* _Instructions for the task_
Examine the records below. Report how many of their lines contain the word "Debug", with no other content.

* _Records supplied_
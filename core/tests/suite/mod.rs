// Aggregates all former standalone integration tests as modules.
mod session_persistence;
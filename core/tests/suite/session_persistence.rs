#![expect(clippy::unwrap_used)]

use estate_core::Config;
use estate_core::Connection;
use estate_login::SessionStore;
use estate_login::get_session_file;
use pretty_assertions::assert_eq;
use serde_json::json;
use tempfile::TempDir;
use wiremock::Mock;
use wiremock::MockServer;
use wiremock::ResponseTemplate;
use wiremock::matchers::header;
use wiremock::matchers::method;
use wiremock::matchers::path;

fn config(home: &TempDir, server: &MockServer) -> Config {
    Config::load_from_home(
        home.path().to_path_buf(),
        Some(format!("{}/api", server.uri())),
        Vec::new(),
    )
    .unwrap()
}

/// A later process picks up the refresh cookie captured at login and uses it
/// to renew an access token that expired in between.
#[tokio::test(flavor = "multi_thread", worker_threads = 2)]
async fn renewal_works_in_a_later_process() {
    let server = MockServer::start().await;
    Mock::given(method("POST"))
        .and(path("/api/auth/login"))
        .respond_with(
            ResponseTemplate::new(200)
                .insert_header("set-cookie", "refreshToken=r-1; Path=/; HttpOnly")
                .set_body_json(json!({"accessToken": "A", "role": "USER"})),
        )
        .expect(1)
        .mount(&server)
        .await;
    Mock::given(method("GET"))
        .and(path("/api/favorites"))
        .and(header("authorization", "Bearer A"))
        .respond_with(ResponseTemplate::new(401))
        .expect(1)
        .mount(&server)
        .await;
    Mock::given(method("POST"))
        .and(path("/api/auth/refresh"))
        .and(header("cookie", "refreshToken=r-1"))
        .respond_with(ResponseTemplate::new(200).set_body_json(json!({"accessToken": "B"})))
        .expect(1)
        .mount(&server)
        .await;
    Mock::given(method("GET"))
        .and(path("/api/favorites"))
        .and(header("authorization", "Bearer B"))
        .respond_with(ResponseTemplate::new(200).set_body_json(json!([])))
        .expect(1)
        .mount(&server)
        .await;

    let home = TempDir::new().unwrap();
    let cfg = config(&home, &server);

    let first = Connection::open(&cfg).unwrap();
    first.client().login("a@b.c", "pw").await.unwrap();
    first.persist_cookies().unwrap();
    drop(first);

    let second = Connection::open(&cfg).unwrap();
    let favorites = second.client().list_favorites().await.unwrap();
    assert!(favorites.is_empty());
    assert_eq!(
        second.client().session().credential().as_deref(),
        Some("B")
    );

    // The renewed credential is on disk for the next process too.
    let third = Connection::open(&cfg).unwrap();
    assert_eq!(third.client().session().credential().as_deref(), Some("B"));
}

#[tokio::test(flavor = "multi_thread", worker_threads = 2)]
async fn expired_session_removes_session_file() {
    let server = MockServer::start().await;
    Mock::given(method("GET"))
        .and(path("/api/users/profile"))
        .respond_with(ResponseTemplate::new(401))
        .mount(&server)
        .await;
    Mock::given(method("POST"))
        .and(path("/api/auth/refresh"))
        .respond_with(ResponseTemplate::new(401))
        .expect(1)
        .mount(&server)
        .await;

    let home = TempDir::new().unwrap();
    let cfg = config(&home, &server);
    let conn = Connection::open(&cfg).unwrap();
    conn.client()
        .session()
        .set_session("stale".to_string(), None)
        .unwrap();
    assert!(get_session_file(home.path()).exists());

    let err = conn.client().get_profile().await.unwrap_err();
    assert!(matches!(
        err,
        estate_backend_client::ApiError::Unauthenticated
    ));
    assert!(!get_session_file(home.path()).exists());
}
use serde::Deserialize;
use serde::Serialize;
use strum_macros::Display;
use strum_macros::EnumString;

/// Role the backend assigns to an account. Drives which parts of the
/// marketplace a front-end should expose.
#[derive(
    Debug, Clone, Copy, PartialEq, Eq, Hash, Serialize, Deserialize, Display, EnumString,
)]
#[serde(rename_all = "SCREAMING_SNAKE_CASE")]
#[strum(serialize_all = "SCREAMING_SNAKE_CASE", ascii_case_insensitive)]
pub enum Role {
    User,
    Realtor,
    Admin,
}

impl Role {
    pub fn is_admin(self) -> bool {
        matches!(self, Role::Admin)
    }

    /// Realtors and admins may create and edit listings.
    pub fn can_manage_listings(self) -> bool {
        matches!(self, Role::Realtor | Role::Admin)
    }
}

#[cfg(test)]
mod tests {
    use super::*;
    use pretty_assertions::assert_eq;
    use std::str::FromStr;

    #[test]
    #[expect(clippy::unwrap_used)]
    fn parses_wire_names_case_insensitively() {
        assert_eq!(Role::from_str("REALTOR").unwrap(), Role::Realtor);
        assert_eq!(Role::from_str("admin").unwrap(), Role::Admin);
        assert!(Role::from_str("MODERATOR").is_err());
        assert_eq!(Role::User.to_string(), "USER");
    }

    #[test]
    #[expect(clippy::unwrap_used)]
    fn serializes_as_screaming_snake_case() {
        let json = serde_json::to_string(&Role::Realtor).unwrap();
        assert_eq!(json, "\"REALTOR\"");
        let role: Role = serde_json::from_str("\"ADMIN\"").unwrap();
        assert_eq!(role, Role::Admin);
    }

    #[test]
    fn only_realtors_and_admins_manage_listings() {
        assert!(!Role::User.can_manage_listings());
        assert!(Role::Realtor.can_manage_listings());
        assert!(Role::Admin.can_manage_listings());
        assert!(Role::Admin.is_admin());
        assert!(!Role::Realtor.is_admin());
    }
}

--

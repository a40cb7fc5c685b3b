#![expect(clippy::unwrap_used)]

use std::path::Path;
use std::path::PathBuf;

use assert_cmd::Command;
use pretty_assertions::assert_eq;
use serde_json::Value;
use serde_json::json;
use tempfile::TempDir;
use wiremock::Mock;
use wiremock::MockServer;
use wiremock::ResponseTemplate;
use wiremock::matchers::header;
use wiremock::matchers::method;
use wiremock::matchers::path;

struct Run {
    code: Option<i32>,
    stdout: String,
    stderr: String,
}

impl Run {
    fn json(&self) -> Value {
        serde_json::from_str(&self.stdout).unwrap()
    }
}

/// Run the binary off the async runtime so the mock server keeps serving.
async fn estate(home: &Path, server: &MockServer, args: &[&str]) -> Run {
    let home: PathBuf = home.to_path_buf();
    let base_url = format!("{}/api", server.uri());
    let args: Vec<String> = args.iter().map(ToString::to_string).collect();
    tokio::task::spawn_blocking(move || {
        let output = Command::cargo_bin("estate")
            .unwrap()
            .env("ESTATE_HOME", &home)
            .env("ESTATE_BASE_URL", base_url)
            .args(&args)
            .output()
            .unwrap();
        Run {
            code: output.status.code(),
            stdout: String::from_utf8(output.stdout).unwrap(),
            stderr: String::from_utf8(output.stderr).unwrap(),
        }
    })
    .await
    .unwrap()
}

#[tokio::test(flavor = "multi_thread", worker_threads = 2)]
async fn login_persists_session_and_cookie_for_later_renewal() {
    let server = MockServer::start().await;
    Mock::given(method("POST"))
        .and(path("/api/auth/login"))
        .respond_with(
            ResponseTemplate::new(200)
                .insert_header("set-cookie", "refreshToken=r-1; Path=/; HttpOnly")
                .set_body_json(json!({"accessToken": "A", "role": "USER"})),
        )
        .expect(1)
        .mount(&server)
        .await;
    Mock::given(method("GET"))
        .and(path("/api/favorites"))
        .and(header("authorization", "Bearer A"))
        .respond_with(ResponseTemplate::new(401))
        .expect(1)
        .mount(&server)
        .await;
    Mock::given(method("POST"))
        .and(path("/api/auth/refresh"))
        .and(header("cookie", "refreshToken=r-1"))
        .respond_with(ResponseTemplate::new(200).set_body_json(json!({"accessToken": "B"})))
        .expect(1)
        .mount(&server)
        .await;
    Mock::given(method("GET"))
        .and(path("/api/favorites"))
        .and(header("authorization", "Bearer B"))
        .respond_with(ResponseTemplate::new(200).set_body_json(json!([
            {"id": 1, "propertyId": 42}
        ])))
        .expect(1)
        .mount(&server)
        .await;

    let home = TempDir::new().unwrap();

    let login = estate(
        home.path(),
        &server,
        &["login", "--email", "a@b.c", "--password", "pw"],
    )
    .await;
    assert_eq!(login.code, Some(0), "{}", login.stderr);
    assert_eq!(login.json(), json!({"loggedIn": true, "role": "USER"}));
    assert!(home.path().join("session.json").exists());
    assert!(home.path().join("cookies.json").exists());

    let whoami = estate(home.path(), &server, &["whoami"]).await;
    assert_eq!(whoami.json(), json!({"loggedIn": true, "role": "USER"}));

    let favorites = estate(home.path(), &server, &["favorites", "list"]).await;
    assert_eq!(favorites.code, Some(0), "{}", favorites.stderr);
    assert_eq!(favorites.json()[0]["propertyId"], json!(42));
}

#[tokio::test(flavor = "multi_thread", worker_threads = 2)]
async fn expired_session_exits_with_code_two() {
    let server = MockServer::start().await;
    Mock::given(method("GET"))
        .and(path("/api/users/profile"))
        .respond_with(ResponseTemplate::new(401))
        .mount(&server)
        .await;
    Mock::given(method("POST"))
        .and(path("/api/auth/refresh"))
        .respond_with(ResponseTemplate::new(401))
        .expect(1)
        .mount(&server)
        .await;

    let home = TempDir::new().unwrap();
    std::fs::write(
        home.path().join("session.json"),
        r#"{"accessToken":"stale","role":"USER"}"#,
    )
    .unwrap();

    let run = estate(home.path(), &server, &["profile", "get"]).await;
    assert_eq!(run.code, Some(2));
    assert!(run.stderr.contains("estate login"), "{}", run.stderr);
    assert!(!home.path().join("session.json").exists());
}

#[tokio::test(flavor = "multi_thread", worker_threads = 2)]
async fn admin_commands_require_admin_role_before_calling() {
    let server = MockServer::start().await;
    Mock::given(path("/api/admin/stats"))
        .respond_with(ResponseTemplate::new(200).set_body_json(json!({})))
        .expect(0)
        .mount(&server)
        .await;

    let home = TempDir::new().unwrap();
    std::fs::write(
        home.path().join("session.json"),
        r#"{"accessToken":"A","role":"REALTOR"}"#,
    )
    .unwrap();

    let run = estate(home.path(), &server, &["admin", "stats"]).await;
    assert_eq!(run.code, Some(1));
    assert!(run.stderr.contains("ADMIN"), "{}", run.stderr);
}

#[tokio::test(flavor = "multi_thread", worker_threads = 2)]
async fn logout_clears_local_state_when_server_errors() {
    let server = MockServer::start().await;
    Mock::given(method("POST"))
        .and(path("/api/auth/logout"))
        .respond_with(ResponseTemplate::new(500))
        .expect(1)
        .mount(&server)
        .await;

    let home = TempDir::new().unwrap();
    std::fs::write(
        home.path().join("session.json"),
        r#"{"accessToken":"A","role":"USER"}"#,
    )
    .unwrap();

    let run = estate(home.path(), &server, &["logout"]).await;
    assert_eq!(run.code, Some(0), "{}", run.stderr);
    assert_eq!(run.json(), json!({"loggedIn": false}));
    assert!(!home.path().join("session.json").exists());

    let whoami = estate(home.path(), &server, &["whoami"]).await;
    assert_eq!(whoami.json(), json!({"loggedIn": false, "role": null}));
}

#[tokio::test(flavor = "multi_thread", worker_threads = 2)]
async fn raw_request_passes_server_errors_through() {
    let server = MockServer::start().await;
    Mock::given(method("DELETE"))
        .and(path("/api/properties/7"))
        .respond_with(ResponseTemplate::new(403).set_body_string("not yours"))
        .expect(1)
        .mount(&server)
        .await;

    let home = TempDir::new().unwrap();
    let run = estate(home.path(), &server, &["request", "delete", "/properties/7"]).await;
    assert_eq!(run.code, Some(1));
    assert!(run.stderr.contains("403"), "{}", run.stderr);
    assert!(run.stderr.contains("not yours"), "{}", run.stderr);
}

==

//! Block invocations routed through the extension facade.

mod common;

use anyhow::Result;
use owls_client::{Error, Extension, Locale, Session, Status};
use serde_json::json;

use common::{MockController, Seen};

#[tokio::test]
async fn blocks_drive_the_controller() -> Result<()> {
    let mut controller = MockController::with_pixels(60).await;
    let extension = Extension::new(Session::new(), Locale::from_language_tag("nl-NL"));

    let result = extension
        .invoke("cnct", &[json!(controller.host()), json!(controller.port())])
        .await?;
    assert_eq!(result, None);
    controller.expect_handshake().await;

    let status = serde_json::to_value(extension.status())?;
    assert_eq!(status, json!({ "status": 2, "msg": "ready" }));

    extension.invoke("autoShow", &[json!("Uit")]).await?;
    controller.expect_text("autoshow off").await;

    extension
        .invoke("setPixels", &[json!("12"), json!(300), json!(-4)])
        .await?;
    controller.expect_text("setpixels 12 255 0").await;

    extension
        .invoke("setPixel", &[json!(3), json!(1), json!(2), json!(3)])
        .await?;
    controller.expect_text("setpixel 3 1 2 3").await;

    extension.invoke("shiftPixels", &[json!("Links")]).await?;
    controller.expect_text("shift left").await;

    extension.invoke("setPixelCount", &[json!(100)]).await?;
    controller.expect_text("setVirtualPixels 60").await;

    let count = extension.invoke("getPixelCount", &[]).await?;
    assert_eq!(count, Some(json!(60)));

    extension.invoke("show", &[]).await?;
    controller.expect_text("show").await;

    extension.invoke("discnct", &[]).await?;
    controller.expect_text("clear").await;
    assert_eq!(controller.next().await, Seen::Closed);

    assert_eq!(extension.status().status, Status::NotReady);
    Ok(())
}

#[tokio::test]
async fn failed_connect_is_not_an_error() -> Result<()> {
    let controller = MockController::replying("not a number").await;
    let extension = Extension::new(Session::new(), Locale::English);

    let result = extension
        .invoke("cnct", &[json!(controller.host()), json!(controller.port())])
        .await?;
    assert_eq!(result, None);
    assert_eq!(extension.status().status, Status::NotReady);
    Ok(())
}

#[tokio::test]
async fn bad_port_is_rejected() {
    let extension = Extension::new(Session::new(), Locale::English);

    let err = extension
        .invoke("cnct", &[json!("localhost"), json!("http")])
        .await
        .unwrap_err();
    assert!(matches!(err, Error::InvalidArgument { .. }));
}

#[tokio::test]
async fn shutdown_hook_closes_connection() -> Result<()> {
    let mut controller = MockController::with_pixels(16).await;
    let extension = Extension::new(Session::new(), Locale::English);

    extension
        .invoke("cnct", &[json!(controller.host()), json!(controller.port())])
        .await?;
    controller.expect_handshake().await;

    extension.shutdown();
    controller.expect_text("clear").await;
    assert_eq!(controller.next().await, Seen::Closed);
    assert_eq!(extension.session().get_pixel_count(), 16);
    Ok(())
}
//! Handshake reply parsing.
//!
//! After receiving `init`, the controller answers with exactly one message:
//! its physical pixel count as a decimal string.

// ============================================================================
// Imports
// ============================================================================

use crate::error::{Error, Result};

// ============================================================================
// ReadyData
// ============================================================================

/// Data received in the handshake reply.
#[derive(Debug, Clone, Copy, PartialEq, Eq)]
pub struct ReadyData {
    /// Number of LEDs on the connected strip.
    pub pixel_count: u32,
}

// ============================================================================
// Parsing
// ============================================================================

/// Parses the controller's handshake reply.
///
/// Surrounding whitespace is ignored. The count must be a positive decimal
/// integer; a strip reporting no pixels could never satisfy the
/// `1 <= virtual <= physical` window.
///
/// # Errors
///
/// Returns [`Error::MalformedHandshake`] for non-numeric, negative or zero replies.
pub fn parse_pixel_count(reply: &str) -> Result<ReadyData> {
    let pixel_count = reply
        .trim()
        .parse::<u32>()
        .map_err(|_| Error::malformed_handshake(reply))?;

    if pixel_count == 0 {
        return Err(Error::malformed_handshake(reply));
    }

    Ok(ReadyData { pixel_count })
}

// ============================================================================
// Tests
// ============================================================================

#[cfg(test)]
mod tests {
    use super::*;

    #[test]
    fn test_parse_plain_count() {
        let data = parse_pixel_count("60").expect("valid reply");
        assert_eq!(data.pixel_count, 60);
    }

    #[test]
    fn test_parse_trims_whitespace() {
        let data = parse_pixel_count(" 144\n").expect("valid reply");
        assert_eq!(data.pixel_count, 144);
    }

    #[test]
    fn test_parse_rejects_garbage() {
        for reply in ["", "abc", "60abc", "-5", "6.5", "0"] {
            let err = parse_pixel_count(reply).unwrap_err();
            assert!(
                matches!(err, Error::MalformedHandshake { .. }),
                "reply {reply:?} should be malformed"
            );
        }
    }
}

* _Solution for this task_
2